> _Data under study_
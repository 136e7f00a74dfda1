// Copyright 2026 the Stratum Authors
// SPDX-License-Identifier: Apache-2.0 OR MIT

//! The draw pass.
//!
//! [`Compositor::draw`] repaints a validated retained surface. It clears and
//! clips the surface to its dirty rectangles, then walks the subtree in
//! paint order. A drawable is painted only if it was flagged during
//! validation or its region touches a dirty rectangle. Children are drawn
//! with one of three strategies:
//!
//! - **Plain**: content is drawn with the node's global transform. A child
//!   that owns a retained surface is redrawn internally if needed and then
//!   blitted as one image.
//! - **Clip**: children with a scroll rect or mask are drawn into a
//!   temporary canvas covering the clip region, masked with
//!   `destination-in`, and blitted back.
//! - **Blend**: children with a non-normal blend mode are drawn into a
//!   temporary canvas and blitted with the matching composite operation.
//!
//! Temporary canvases are pooled. When the backend cannot allocate one, the
//! subtree is drawn straight into the current canvas instead.

use alloc::vec::Vec;
use core::fmt;

use kurbo::{Affine, Point};
#[cfg(not(feature = "std"))]
use kurbo::common::FloatFuncs as _;
use stratum_core::node::{BlendMode, NodeId, PixelSampler, SceneGraph, SurfaceId};
use stratum_core::pool::Pool;
use stratum_core::region::Region;
use stratum_core::surface::Drawable;

use crate::canvas::{Canvas, CompositeOp, SurfaceFactory, render_content};
use crate::RenderError;

/// Tuning for temporary canvases.
#[derive(Clone, Copy, Debug, PartialEq, Eq)]
pub struct CompositorConfig {
    /// Minimum side length of a temporary canvas, so small clips of varying
    /// size can share pooled buffers.
    pub min_scratch_size: u32,
    /// Number of released canvases kept for reuse.
    pub scratch_pool_capacity: usize,
}

impl CompositorConfig {
    /// The default tuning.
    pub const DEFAULT: Self = Self {
        min_scratch_size: 257,
        scratch_pool_capacity: 4,
    };
}

impl Default for CompositorConfig {
    fn default() -> Self {
        Self::DEFAULT
    }
}

struct Buffer<C> {
    id: SurfaceId,
    canvas: C,
}

/// Owns the pixel buffers of retained surfaces and paints them.
pub struct Compositor<F: SurfaceFactory> {
    factory: F,
    config: CompositorConfig,
    /// Indexed by surface slot.
    buffers: Vec<Option<Buffer<F::Canvas>>>,
    scratch: Pool<F::Canvas>,
}

impl<F: SurfaceFactory> fmt::Debug for Compositor<F> {
    fn fmt(&self, f: &mut fmt::Formatter<'_>) -> fmt::Result {
        f.debug_struct("Compositor")
            .field("config", &self.config)
            .field("buffers", &self.buffers.iter().flatten().count())
            .field("pooled", &self.scratch.len())
            .finish_non_exhaustive()
    }
}

/// Converts a length to a buffer dimension, at least one pixel.
#[expect(
    clippy::cast_possible_truncation,
    reason = "clamped to the u32 range before the cast"
)]
fn pixel_size(v: f64) -> u32 {
    if v.is_nan() || v <= 1.0 {
        return 1;
    }
    v.ceil().min(f64::from(u32::MAX)) as u32
}

#[expect(
    clippy::cast_possible_truncation,
    reason = "out-of-range coordinates saturate and read as transparent"
)]
fn pixel_coord(v: f64) -> i32 {
    v.floor() as i32
}

/// Blits a temporary canvas whose origin sits at `(x, y)` in the target's
/// base space.
fn draw_with_surface<C: Canvas>(canvas: &mut C, source: &C, draw_to_stage: bool, x: f64, y: f64) {
    if draw_to_stage {
        canvas.set_transform(Affine::translate((x, y)));
        canvas.draw_canvas(source, 0.0, 0.0);
    } else {
        canvas.save();
        canvas.transform(Affine::translate((x, y)));
        canvas.draw_canvas(source, 0.0, 0.0);
        canvas.restore();
    }
}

> _To do_
Each entry must be reproduced verbatim.

> _Task answer_
repository 136e7f00a74dfda1
// Copyright 2026 the Stratum Authors
// SPDX-License-Identifier: Apache-2.0 OR MIT

//! The draw pass.
//!
//! [`Compositor::draw`] repaints a validated retained surface. It clears and
//! clips the surface to its dirty rectangles, then walks the subtree in
//! paint order. A drawable is painted only if it was flagged during
//! validation or its region touches a dirty rectangle. Children are drawn
//! with one of three strategies:
//!
//! - **Plain**: content is drawn with the node's global transform. A child
//!   that owns a retained surface is redrawn internally if needed and then
//!   blitted as one image.
//! - **Clip**: children with a scroll rect or mask are drawn into a
//!   temporary canvas covering the clip region, masked with
//!   `destination-in`, and blitted back.
//! - **Blend**: children with a non-normal blend mode are drawn into a
//!   temporary canvas and blitted with the matching composite operation.
//!
//! Temporary canvases are pooled. When the backend cannot allocate one, the
//! subtree is drawn straight into the current canvas instead.

use alloc::vec::Vec;
use core::fmt;

use kurbo::{Affine, Point};
#[cfg(not(feature = "std"))]
use kurbo::common::FloatFuncs as _;
use stratum_core::node::{BlendMode, NodeId, PixelSampler, SceneGraph, SurfaceId};
use stratum_core::pool::Pool;
use stratum_core::region::Region;
use stratum_core::surface::Drawable;

use crate::canvas::{Canvas, CompositeOp, SurfaceFactory, render_content};
use crate::RenderError;

/// Tuning for temporary canvases.
#[derive(Clone, Copy, Debug, PartialEq, Eq)]
pub struct CompositorConfig {
    /// Minimum side length of a temporary canvas, so small clips of varying
    /// size can share pooled buffers.
    pub min_scratch_size: u32,
    /// Number of released canvases kept for reuse.
    pub scratch_pool_capacity: usize,
}

impl CompositorConfig {
    /// The default tuning.
    pub const DEFAULT: Self = Self {
        min_scratch_size: 257,
        scratch_pool_capacity: 4,
    };
}

impl Default for CompositorConfig {
    fn default() -> Self {
        Self::DEFAULT
    }
}

struct Buffer<C> {
    id: SurfaceId,
    canvas: C,
}

/// Owns the pixel buffers of retained surfaces and paints them.
pub struct Compositor<F: SurfaceFactory> {
    factory: F,
    config: CompositorConfig,
    /// Indexed by surface slot.
    buffers: Vec<Option<Buffer<F::Canvas>>>,
    scratch: Pool<F::Canvas>,
}

impl<F: SurfaceFactory> fmt::Debug for Compositor<F> {
    fn fmt(&self, f: &mut fmt::Formatter<'_>) -> fmt::Result {
        f.debug_struct("Compositor")
            .field("config", &self.config)
            .field("buffers", &self.buffers.iter().flatten().count())
            .field("pooled", &self.scratch.len())
            .finish_non_exhaustive()
    }
}

/// Converts a length to a buffer dimension, at least one pixel.
#[expect(
    clippy::cast_possible_truncation,
    reason = "clamped to the u32 range before the cast"
)]
fn pixel_size(v: f64) -> u32 {
    if v.is_nan() || v <= 1.0 {
        return 1;
    }
    v.ceil().min(f64::from(u32::MAX)) as u32
}

#[expect(
    clippy::cast_possible_truncation,
    reason = "out-of-range coordinates saturate and read as transparent"
)]
fn pixel_coord(v: f64) -> i32 {
    v.floor() as i32
}

/// Blits a temporary canvas whose origin sits at `(x, y)` in the target's
/// base space.
fn draw_with_surface<C: Canvas>(canvas: &mut C, source: &C, draw_to_stage: bool, x: f64, y: f64) {
    if draw_to_stage {
        canvas.set_transform(Affine::translate((x, y)));
        canvas.draw_canvas(source, 0.0, 0.0);
    } else {
        canvas.save();
        canvas.transform(Affine::translate((x, y)));
        canvas.draw_canvas(source, 0.0, 0.0);
        canvas.restore();
    }
}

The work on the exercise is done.